ASSIGNMENT:
Please repeat the records below exactly, from the first line through the line containing "pub mod osrm;", and nothing more.
___ DATA FOR REVIEW ___
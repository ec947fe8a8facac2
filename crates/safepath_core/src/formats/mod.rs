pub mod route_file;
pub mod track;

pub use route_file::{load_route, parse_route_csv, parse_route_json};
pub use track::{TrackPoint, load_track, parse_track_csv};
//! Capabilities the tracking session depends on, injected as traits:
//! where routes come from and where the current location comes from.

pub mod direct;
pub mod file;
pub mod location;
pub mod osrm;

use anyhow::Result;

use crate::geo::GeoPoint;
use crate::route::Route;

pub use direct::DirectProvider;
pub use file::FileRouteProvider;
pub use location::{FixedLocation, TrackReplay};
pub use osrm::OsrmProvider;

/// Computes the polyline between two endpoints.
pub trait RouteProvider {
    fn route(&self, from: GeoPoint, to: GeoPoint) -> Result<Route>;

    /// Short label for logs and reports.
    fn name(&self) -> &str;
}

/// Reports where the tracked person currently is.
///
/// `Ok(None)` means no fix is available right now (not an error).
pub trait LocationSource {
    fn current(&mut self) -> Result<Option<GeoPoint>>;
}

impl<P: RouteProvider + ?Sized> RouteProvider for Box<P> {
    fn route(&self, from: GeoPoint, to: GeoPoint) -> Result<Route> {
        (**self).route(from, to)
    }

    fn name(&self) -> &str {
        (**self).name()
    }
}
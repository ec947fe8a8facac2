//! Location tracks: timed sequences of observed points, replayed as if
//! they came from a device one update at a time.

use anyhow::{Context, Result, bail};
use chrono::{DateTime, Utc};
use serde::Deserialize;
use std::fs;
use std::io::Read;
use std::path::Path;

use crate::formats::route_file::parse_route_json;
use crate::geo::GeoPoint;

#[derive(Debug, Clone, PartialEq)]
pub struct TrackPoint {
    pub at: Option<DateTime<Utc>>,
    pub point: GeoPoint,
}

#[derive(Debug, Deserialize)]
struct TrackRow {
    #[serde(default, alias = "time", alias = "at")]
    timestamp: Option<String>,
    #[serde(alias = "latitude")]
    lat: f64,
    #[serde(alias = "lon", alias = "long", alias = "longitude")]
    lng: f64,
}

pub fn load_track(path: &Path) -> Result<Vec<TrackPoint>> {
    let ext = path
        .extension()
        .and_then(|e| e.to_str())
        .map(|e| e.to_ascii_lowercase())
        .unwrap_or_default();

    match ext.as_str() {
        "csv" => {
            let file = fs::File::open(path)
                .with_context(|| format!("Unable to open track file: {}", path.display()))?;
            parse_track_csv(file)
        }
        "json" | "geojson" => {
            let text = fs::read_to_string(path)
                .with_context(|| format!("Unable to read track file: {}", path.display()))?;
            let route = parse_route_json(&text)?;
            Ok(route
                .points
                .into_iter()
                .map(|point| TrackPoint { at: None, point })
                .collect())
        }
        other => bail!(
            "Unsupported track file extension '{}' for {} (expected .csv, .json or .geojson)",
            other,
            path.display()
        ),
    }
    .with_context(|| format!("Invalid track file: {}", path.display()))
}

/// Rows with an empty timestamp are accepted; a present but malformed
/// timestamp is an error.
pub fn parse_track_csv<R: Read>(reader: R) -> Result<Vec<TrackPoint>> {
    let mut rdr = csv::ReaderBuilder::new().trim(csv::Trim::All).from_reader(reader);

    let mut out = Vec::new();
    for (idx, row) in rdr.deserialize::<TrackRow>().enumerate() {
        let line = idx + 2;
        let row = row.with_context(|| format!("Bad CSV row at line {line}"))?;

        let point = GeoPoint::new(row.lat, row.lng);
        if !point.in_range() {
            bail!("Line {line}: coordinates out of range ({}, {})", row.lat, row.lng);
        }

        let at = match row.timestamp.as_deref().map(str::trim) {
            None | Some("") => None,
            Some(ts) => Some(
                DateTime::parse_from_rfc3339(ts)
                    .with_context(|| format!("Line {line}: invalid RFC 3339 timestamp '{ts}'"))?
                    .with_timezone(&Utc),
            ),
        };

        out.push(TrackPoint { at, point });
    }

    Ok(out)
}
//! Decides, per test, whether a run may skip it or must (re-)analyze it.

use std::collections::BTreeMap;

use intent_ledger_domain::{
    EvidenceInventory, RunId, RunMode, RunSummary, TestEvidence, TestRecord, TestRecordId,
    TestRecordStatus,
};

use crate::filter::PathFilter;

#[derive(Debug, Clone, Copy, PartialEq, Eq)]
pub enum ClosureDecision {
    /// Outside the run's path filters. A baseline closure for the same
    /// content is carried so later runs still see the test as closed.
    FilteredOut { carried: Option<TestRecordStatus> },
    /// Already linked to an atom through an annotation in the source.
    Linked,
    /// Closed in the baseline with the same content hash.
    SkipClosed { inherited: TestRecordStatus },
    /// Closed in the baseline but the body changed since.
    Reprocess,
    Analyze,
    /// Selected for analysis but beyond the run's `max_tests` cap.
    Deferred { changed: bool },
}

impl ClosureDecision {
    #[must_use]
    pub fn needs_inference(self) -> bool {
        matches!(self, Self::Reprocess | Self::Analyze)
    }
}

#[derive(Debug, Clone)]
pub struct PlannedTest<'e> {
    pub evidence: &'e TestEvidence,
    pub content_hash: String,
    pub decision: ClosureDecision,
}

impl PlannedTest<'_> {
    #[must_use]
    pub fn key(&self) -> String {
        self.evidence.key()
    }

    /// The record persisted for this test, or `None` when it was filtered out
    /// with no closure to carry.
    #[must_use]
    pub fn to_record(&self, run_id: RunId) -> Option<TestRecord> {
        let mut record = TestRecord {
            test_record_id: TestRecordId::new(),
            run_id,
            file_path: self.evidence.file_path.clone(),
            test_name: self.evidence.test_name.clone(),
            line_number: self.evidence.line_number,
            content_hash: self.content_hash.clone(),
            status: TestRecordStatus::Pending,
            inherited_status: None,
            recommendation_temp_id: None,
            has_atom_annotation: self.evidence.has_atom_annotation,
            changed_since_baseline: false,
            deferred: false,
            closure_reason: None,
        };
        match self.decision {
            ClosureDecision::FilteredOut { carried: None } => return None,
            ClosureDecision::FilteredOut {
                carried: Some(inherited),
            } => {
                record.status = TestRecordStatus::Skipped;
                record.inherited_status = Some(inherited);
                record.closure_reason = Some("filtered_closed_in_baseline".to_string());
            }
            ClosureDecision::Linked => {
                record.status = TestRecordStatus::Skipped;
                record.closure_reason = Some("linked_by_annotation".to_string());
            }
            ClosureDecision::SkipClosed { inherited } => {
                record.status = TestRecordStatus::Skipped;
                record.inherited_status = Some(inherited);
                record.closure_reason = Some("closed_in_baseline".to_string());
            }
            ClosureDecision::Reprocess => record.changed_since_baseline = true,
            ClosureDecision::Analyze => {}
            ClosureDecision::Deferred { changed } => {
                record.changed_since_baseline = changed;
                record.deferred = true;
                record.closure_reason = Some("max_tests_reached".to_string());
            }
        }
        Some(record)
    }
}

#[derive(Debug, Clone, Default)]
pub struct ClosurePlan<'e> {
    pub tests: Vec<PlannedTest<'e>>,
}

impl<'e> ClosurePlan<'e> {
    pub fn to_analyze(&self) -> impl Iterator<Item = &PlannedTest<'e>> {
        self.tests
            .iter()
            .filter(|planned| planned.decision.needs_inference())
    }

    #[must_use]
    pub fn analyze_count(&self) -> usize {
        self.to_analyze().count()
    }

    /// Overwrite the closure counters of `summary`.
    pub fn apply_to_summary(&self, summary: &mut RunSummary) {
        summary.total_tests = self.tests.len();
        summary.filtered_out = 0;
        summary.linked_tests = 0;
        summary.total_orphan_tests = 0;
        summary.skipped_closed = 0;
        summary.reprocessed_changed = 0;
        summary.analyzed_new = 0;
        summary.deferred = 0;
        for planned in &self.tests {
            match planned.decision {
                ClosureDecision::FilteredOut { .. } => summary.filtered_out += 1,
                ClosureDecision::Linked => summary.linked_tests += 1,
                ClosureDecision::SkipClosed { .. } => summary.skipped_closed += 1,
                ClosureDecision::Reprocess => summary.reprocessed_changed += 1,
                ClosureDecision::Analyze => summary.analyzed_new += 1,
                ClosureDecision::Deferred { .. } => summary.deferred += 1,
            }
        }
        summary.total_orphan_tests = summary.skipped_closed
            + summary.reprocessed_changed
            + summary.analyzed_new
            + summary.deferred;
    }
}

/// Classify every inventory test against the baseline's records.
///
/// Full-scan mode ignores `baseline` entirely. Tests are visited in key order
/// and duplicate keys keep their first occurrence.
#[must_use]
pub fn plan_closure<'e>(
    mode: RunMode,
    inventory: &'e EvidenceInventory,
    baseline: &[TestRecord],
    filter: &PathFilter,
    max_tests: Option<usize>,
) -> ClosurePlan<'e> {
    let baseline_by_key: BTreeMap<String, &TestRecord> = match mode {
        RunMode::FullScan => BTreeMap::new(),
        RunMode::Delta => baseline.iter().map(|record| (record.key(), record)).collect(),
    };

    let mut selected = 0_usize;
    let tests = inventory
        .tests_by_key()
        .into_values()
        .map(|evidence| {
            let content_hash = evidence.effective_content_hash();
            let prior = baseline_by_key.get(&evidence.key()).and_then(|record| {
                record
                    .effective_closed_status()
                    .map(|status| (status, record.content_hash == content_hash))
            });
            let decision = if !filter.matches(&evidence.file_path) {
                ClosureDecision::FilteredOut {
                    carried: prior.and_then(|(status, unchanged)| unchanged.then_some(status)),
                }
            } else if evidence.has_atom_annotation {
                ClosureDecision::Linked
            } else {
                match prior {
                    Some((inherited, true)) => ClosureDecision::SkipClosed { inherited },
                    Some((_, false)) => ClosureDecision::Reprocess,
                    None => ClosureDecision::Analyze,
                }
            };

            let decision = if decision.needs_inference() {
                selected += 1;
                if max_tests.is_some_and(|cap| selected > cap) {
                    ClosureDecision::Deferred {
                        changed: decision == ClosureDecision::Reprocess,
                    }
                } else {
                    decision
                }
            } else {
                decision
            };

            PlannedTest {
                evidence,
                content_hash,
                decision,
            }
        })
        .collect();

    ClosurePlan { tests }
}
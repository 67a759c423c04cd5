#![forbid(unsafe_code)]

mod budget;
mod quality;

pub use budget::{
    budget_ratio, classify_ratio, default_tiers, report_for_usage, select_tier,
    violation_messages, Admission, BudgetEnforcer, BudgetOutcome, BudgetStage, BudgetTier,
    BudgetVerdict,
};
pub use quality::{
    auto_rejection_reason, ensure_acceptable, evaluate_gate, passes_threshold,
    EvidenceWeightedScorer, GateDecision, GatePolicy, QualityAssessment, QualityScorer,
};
___
RESPONSE TO THE TASK:
repository ec947fe8a8facac2
filename crates/safepath_core/src/formats/mod.rs
pub mod route_file;
pub mod track;

pub use route_file::{load_route, parse_route_csv, parse_route_json};
pub use track::{TrackPoint, load_track, parse_track_csv};
//! Capabilities the tracking session depends on, injected as traits:
//! where routes come from and where the current location comes from.

pub mod direct;
pub mod file;
pub mod location;
pub mod osrm;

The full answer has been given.